-- What you have to do --
Please repeat every line below exactly, from the first to the last.

-- Records for the task --

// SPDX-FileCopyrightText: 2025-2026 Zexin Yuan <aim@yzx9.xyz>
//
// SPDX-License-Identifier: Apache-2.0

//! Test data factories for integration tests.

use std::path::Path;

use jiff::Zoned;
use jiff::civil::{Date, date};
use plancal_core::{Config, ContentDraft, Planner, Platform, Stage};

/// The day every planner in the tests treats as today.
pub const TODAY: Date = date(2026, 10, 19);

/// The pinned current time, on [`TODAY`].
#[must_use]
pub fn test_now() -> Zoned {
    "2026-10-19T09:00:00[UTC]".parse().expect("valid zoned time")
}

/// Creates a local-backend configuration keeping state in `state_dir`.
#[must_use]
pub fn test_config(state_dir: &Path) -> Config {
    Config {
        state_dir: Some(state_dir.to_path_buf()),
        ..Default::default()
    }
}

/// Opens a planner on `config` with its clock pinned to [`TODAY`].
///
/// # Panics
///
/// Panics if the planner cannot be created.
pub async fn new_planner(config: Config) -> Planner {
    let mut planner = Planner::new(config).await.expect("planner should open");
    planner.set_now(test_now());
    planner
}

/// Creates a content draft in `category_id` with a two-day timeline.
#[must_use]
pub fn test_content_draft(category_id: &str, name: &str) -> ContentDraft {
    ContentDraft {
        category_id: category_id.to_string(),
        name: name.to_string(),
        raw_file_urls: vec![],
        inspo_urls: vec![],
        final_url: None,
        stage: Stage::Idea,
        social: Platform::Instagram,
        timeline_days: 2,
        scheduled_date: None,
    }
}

-- Problem solution --
// SPDX-FileCopyrightText: 2025-2026 Zexin Yuan <aim@yzx9.xyz>
//
// SPDX-License-Identifier: Apache-2.0

//! Test data factories for integration tests.

use std::path::Path;

use jiff::Zoned;
use jiff::civil::{Date, date};
use plancal_core::{Config, ContentDraft, Planner, Platform, Stage};

/// The day every planner in the tests treats as today.
pub const TODAY: Date = date(2026, 10, 19);

/// The pinned current time, on [`TODAY`].
#[must_use]
pub fn test_now() -> Zoned {
    "2026-10-19T09:00:00[UTC]".parse().expect("valid zoned time")
}

/// Creates a local-backend configuration keeping state in `state_dir`.
#[must_use]
pub fn test_config(state_dir: &Path) -> Config {
    Config {
        state_dir: Some(state_dir.to_path_buf()),
        ..Default::default()
    }
}

/// Opens a planner on `config` with its clock pinned to [`TODAY`].
///
/// # Panics
///
/// Panics if the planner cannot be created.
pub async fn new_planner(config: Config) -> Planner {
    let mut planner = Planner::new(config).await.expect("planner should open");
    planner.set_now(test_now());
    planner
}

/// Creates a content draft in `category_id` with a two-day timeline.
#[must_use]
pub fn test_content_draft(category_id: &str, name: &str) -> ContentDraft {
    ContentDraft {
        category_id: category_id.to_string(),
        name: name.to_string(),
        raw_file_urls: vec![],
        inspo_urls: vec![],
        final_url: None,
        stage: Stage::Idea,
        social: Platform::Instagram,
        timeline_days: 2,
        scheduled_date: None,
    }
}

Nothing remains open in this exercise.